0. はじめに
Freeradicalの中の人、yamarahです。
Rubberduck良いですよね。VBAで作業するなら是非とも使いたいツールですが、InventorのVBAではうまく動作しません。
今回はいつもと趣向を変えて、RubberduckをInventorに対応させる方法について検討します。
1. そのままbuildする
まずは本家のgithubからソースを入手します。
buildには、VisualStudio2019が必要でした。私の能力では、2022ではエラーを解消しきれませんでした。
また、RubberduckTests\Inspections\ConstantNotUsedInspectionTests.cs
が文字エンコードの問題でerrorになったので、UTF-8で保存しなおす必要がありました。しかし、本当にUTF-8で保存しなおして良いのかは疑わしいです。テストのcodeのようなので、深追いせずこれで良しとします。
これらの問題は、日本語の開発環境が原因のように思われます。万全を期すなら、英語環境を構築してbuildすると良いと思います。
buildが成功すると、Installerが作られるのではなくWindowsのレジストリに登録されます。つまりはinstall後の状態になるようです。ですので、配布バイナリーをinstall済みでしたら、build前にuninstallしておくことをお勧めします。
2. Errorを追いかける
ちなみに、2019年ごろに試したときは、InventorのVBAには全く反応しなかったのですが、現在のバージョン(2.5.2.5906)だと配布バイナリーでも、とりあえずはInventorのVBAを認識ます。
しかし、Rubberduckの解析をリフレッシュすると、Resolver ErrorとなりRefactorを始めとする多くの機能が動作しません。
Errorの原因を確認する
debuggerで追いかけると、RubberduckがInventorのAPIを舐めて内部辞書を作成する際に、Circle
という名のclass(C#的にはstruct?)に遭遇すると例外送出 → Resolver Errorとなっていました。

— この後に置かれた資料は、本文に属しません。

// SPDX-License-Identifier: MIT OR Apache-2.0

//! The collection of protocol layers implemented by this library.
//!
//! Most communication protocols make use of multiple encapsulated layers
//! of data, where each layer performs a distinct purpose in relaying
//! information from one peer to another. Each layer can be generalized
//! into a header and payload, where the header contains data specific to
//! the operation of that layer and the payload contains the next layer.
//!
//! The submodule is organized so that tightly related layers live within
//! their own modules: [`l2`] holds Ethernet, [`ip`] holds IPv4/IPv6 and
//! the IPv4 options sublanguage, [`dns`] holds the DNS message codec, and
//! so on. The [`traits`] module contains the traits implemented across
//! all layers; [`dev_traits`] holds the plumbing needed only when
//! implementing a new layer.

pub mod arp;
pub mod dev_traits;
pub mod dhcp;
pub mod dns;
pub mod gre;
pub mod http;
pub mod icmp;
pub mod igmp;
pub mod ip;
pub mod l2;
pub mod tcp;
pub mod traits;
pub mod udp;

use crate::error::*;

use self::dev_traits::*;
use self::traits::*;

/// A raw layer composed of unstructured bytes.
///
/// This type is used when an inner layer cannot be inferred from the
/// enclosing protocol's fields, or when payload data is literally meant to
/// be interpreted as an opaque array of bytes. A [`Raw`] layer does not
/// necessarily indicate the presence of only one protocol in its contained
/// bytes; there may be encapsulated sublayers within a `Raw` payload that
/// this library does not infer.
#[derive(Clone, Debug, Default)]
pub struct Raw {
    data: Vec<u8>,
}

impl Raw {
    #[inline]
    pub fn new(data: Vec<u8>) -> Self {
        Raw { data }
    }

    /// The entire contents of the `Raw` layer.
    #[inline]
    pub fn data(&self) -> &[u8] {
        &self.data
    }

    #[inline]
    pub fn data_mut(&mut self) -> &mut Vec<u8> {
        &mut self.data
    }
}

impl PartialEq for Raw {
    #[inline]
    fn eq(&self, other: &Self) -> bool {
        self.data == other.data
    }
}

layer_identity!(Raw, RawRef, "Raw");

impl LayerLength for Raw {
    #[inline]
    fn len(&self) -> usize {
        self.data.len()
    }
}

impl LayerObject for Raw {
    #[inline]
    fn layer_name(&self) -> &'static str {
        Self::name()
    }

    #[inline]
    fn can_add_payload_default(&self, _payload: &dyn LayerObject) -> bool {
        false
    }

    #[inline]
    fn payload(&self) -> Option<&dyn LayerObject> {
        None
    }

    #[inline]
    fn payload_mut(&mut self) -> Option<&mut dyn LayerObject> {
        None
    }

    #[inline]
    fn set_payload_unchecked(&mut self, _payload: Box<dyn LayerObject>) {
        panic!("set_payload_unchecked() called on Raw layer, which cannot hold a payload")
    }

    #[inline]
    fn remove_payload(&mut self) -> Option<Box<dyn LayerObject>> {
        None
    }

    #[inline]
    fn to_boxed_layer(&self) -> Box<dyn LayerObject> {
        Box::new(self.clone())
    }

    #[inline]
    fn compare(&self, other: &dyn LayerObject) -> bool {
        other.as_any().downcast_ref::<Self>().is_some_and(|o| self == o)
    }
}

impl Layer for Raw {}

impl ToBytes for Raw {
    #[inline]
    fn to_bytes_checksummed(
        &self,
        bytes: &mut Vec<u8>,
        _prev: Option<(LayerId, usize)>,
    ) -> Result<(), SerializationError> {
        bytes.extend(&self.data);
        Ok(())
    }
}

impl FromBytesCurrent for Raw {
    #[inline]
    fn from_bytes_current_layer_unchecked(bytes: &[u8]) -> Self {
        Raw {
            data: Vec::from(bytes),
        }
    }

    #[inline]
    fn payload_from_bytes_unchecked_default(&mut self, _bytes: &[u8]) {}
}

/// A view of a raw layer composed of unstructured bytes.
#[derive(Clone, Copy, Debug)]
pub struct RawRef<'a> {
    data: &'a [u8],
}

impl RawRef<'_> {
    /// The entire contents of the `Raw` layer.
    #[inline]
    pub fn data(&self) -> &[u8] {
        self.data
    }
}

impl<'a> FromBytesRef<'a> for RawRef<'a> {
    #[inline]
    fn from_bytes_unchecked(bytes: &'a [u8]) -> Self {
        RawRef { data: bytes }
    }
}

impl LayerOffset for RawRef<'_> {
    #[inline]
    fn payload_byte_index_default(_bytes: &[u8], _layer_type: LayerId) -> Option<usize> {
        None
    }
}

impl Validate for RawRef<'_> {
    #[inline]
    fn validate_current_layer(_curr_layer: &[u8]) -> Result<(), ValidationError> {
        Ok(())
    }

    #[inline]
    fn validate_payload_default(_curr_layer: &[u8]) -> Result<(), ValidationError> {
        Ok(())
    }
}

impl ToLayer for RawRef<'_> {
    type Owned = Raw;

    #[inline]
    fn to_layer(&self) -> Raw {
        Raw {
            data: Vec::from(self.data),
        }
    }
}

構文解析のlibraryから例外送出されているので、直接の原因までたどり着けませんでしたが、Inventorがどうこうではなく、Circle
という単語に反応しているようです。
試しに、vanillaのVBAで以下のcodeを試してみます。
Sub test()
dim Circle as Object
End Sub
このcodeが既にVBAで構文エラー扱いになります。どうやら、Circle
が何か特別扱いを受けているようです。
Circle
の扱い
そんな馬鹿な、という感じですが、ググって次の記事を発見しました。
undocumented vba special keywords - Circle and Scale
どうも起源はQuick Basicにまで遡るようで、その頃のkeywordが現代にまで受け継がれているのが原因のようです。Line
などは、なぜO.K.になったのでしょうか・・・
3. 対策
先に書いた通り、Rubberduckが参照している全てのdllの名前を舐めて内部辞書を作るようなので、その際にColor
を登録しようとしたら一律スキップするようにしました。
public void Execute(IReadOnlyCollection<QualifiedModuleName> modules)
{
var toDetermineAsTypeDeclaration = _declarationFinder
.FindDeclarationsWithNonBaseAsType()
.Where(decl => decl.AsTypeDeclaration == null
|| modules.Contains(decl.QualifiedName.QualifiedModuleName));
foreach (var declaration in toDetermineAsTypeDeclaration)
{
+ if (declaration.CustomFolder == "Inventor" &&
+ declaration.AsTypeName == "Circle")
+ {
+ continue;
+ }
AnnotateType(declaration);
}
}
対処療法なので、本当にスキップして良いのか、副作用が無いのか分からないですが、今のところは問題なく動作しています。
4. ついでに
Rubberduck.VBEditor.VBA\SafeComWrappers\Application
にAutoCADApp.cs
など、アプリケーションごとのfileがあったので、見よう見まねでInventor用を作成しました。
using Rubberduck.VBEditor.SafeComWrappers.Abstract;
// ReSharper disable once CheckNamespace - Special dispensation due to conflicting file vs namespace priorities
namespace Rubberduck.VBEditor.SafeComWrappers.VBA
{
public class InventorApp : HostApplicationBase<Inventor.Application>
{
public InventorApp(IVBE vbe) : base(vbe, "Inventor", true) { }
}
}
また、これを参照すべく、Rubberduck.VBEditor.VBA\SafeComWrappers\VB\VBE.cs
を修正しました。修正内容は割愛します。
この登録に何の作用があるのか分からないですが、AutoCAD
やSolidWorks
も登録しているので、同じようにしておきました。